> **Your task**
Where does the string "CommittedOffset" occur in the records? Copy each line that holds it.

> **Provided records**
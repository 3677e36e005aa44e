use std::io::Write;
use std::path::{Path, PathBuf};

use tempfile::NamedTempFile;

use crate::error::DetectorError;
use crate::model::DeleteCandidates;

/// Writes the candidate list, one topic per line in sorted order.
///
/// The list goes to a temporary file next to the destination and is renamed
/// into place, so readers never observe a partially written report.
#[derive(Clone, Debug)]
pub struct ReportWriter {
    path: PathBuf,
}

impl ReportWriter {
    pub fn new(path: impl Into<PathBuf>) -> Self {
        Self { path: path.into() }
    }

    pub fn path(&self) -> &Path {
        &self.path
    }

    /// Write the report and return its canonical path.
    pub fn write(&self, candidates: &DeleteCandidates) -> Result<PathBuf, DetectorError> {
        let dir = match self.path.parent() {
            Some(parent) if !parent.as_os_str().is_empty() => parent,
            _ => Path::new("."),
        };

        let mut file = NamedTempFile::new_in(dir).map_err(|e| self.error(e))?;
        for topic in candidates.names() {
            writeln!(file, "{topic}").map_err(|e| self.error(e))?;
        }
        file.as_file().sync_all().map_err(|e| self.error(e))?;
        file.persist(&self.path).map_err(|e| self.error(e.error))?;

        let written = self.path.canonicalize().map_err(|e| self.error(e))?;
        tracing::debug!(
            path = %written.display(),
            topics = candidates.len(),
            "Report written"
        );
        Ok(written)
    }

    fn error(&self, source: std::io::Error) -> DetectorError {
        DetectorError::Report {
            path: self.path.clone(),
            source,
        }
    }
}
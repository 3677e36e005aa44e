//! rdkafka-backed cluster sessions.
//!
//! librdkafka's metadata and offset calls block the calling thread, so every
//! request runs on the blocking pool via `spawn_blocking`.

use std::sync::Arc;
use std::time::Duration;

use async_trait::async_trait;
use futures::{StreamExt, TryStreamExt, stream};
use rdkafka::config::ClientConfig;
use rdkafka::consumer::{BaseConsumer, Consumer};
use rdkafka::{Offset, TopicPartitionList};

use common::config::KafkaConfig;

use crate::cluster::{ClusterAdmin, ClusterConnector, ClusterError};
use crate::model::{
    CommittedOffset, GroupOffsets, PartitionId, TopicMetadata, TopicPartitionMap, Watermarks,
};

/// Topics the broker itself flags as internal. librdkafka metadata carries no
/// internal flag, so the name decides.
pub const INTERNAL_TOPICS: [&str; 3] = [
    "__consumer_offsets",
    "__transaction_state",
    "__share_group_state",
];

pub fn is_internal_topic(name: &str) -> bool {
    INTERNAL_TOPICS.contains(&name)
}

/// Creates [`KafkaCluster`] sessions from the connection settings.
#[derive(Clone)]
pub struct KafkaConnector {
    client_config: ClientConfig,
    timeout: Duration,
    max_concurrency: usize,
}

const DEFAULT_MAX_CONCURRENCY: usize = 16;

impl KafkaConnector {
    pub fn new(config: &KafkaConfig) -> Self {
        let mut client_config = ClientConfig::new();
        for (key, value) in config.client_properties() {
            client_config.set(key, value);
        }
        client_config
            .set("enable.auto.commit", "false")
            .set("enable.partition.eof", "false");

        Self {
            client_config,
            timeout: config.request_timeout,
            max_concurrency: DEFAULT_MAX_CONCURRENCY,
        }
    }

    /// Cap on consumer-group offset fetches in flight per session.
    pub fn with_max_concurrency(mut self, max_concurrency: usize) -> Self {
        self.max_concurrency = max_concurrency.max(1);
        self
    }

    pub fn client_config(&self) -> &ClientConfig {
        &self.client_config
    }

    pub fn max_concurrency(&self) -> usize {
        self.max_concurrency
    }
}

impl ClusterConnector for KafkaConnector {
    fn connect(&self) -> Result<Box<dyn ClusterAdmin>, ClusterError> {
        let cluster = KafkaCluster::new(self.client_config.clone(), self.timeout)?
            .with_max_concurrency(self.max_concurrency);
        Ok(Box::new(cluster))
    }
}

/// One session against the cluster. Dropping it closes the client.
pub struct KafkaCluster {
    consumer: Arc<BaseConsumer>,
    client_config: ClientConfig,
    timeout: Duration,
    max_concurrency: usize,
}

impl KafkaCluster {
    pub fn new(client_config: ClientConfig, timeout: Duration) -> Result<Self, ClusterError> {
        let consumer: BaseConsumer = client_config
            .create()
            .map_err(|e| ClusterError::Client(e.to_string()))?;

        Ok(Self {
            consumer: Arc::new(consumer),
            client_config,
            timeout,
            max_concurrency: DEFAULT_MAX_CONCURRENCY,
        })
    }

    pub fn with_max_concurrency(mut self, max_concurrency: usize) -> Self {
        self.max_concurrency = max_concurrency.max(1);
        self
    }
}

/// Committed offsets of one group for `partitions`. OffsetFetch needs a
/// client bound to the group; it never joins.
fn fetch_committed(
    client_config: &ClientConfig,
    group: String,
    partitions: &TopicPartitionList,
    timeout: Duration,
) -> Result<GroupOffsets, ClusterError> {
    let group_consumer: BaseConsumer = client_config
        .clone()
        .set("group.id", &group)
        .create()
        .map_err(|e| ClusterError::Client(e.to_string()))?;

    let committed = group_consumer
        .committed_offsets(partitions.clone(), timeout)
        .map_err(|e| ClusterError::ConsumerGroups(format!("group {group}: {e}")))?;

    let offsets = committed
        .elements()
        .iter()
        .filter_map(|elem| match elem.offset() {
            Offset::Offset(offset) => Some(CommittedOffset {
                topic: elem.topic().to_string(),
                partition: elem.partition(),
                offset,
            }),
            _ => None,
        })
        .collect();

    Ok(GroupOffsets { group, offsets })
}

async fn blocking<T, F>(call: F) -> Result<T, ClusterError>
where
    F: FnOnce() -> Result<T, ClusterError> + Send + 'static,
    T: Send + 'static,
{
    tokio::task::spawn_blocking(call)
        .await
        .map_err(|e| ClusterError::Task(e.to_string()))?
}

#[async_trait]
impl ClusterAdmin for KafkaCluster {
    async fn list_topics(&self) -> Result<Vec<TopicMetadata>, ClusterError> {
        let consumer = Arc::clone(&self.consumer);
        let timeout = self.timeout;

        blocking(move || {
            let metadata = consumer
                .fetch_metadata(None, timeout)
                .map_err(|e| ClusterError::Metadata(e.to_string()))?;

            metadata
                .topics()
                .iter()
                .map(|topic| {
                    if let Some(err) = topic.error() {
                        return Err(ClusterError::Metadata(format!(
                            "topic {} reported {err:?}",
                            topic.name()
                        )));
                    }
                    Ok(TopicMetadata {
                        name: topic.name().to_string(),
                        partitions: topic.partitions().iter().map(|p| p.id()).collect(),
                        internal: is_internal_topic(topic.name()),
                    })
                })
                .collect()
        })
        .await
    }

    async fn fetch_watermarks(
        &self,
        topic: &str,
        partition: PartitionId,
    ) -> Result<Watermarks, ClusterError> {
        let consumer = Arc::clone(&self.consumer);
        let timeout = self.timeout;
        let topic = topic.to_string();

        blocking(move || {
            let (low, high) = consumer
                .fetch_watermarks(&topic, partition, timeout)
                .map_err(|e| ClusterError::Offsets(format!("{topic}-{partition}: {e}")))?;
            Ok(Watermarks::new(low, high))
        })
        .await
    }

    async fn offset_for_time(
        &self,
        topic: &str,
        partition: PartitionId,
        timestamp_ms: i64,
    ) -> Result<Option<i64>, ClusterError> {
        let consumer = Arc::clone(&self.consumer);
        let timeout = self.timeout;
        let topic = topic.to_string();

        blocking(move || {
            let mut request = TopicPartitionList::new();
            request
                .add_partition_offset(&topic, partition, Offset::Offset(timestamp_ms))
                .map_err(|e| ClusterError::Offsets(e.to_string()))?;

            let response = consumer
                .offsets_for_times(request, timeout)
                .map_err(|e| ClusterError::Offsets(format!("{topic}-{partition}: {e}")))?;

            let elem = response.find_partition(&topic, partition).ok_or_else(|| {
                ClusterError::Offsets(format!("{topic}-{partition}: missing from response"))
            })?;
            elem.error()
                .map_err(|e| ClusterError::Offsets(format!("{topic}-{partition}: {e}")))?;

            match elem.offset() {
                Offset::Offset(offset) => Ok(Some(offset)),
                // No message at or after the timestamp
                Offset::End => Ok(None),
                other => Err(ClusterError::Offsets(format!(
                    "{topic}-{partition}: unexpected offset {other:?}"
                ))),
            }
        })
        .await
    }

    async fn group_offsets(
        &self,
        scope: &TopicPartitionMap,
    ) -> Result<Vec<GroupOffsets>, ClusterError> {
        if scope.is_empty() {
            return Ok(Vec::new());
        }

        let consumer = Arc::clone(&self.consumer);
        let timeout = self.timeout;

        let mut partitions = TopicPartitionList::new();
        for (topic, partition) in scope.topic_partitions() {
            partitions.add_partition(topic, partition);
        }

        let names: Vec<String> = blocking(move || {
            let groups = consumer
                .fetch_group_list(None, timeout)
                .map_err(|e| ClusterError::ConsumerGroups(e.to_string()))?;
            Ok(groups
                .groups()
                .iter()
                .map(|group| group.name().to_string())
                .collect())
        })
        .await?;

        let pending: Vec<_> = names
            .into_iter()
            .map(|group| {
                let client_config = self.client_config.clone();
                let partitions = partitions.clone();
                blocking(move || {
                    fetch_committed(&client_config, group, &partitions, timeout)
                })
            })
            .collect();

        stream::iter(pending)
            .buffer_unordered(self.max_concurrency)
            .try_collect()
            .await
    }
}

> **Reply**
    CommittedOffset, GroupOffsets, PartitionId, TopicMetadata, TopicPartitionMap, Watermarks,
            Offset::Offset(offset) => Some(CommittedOffset {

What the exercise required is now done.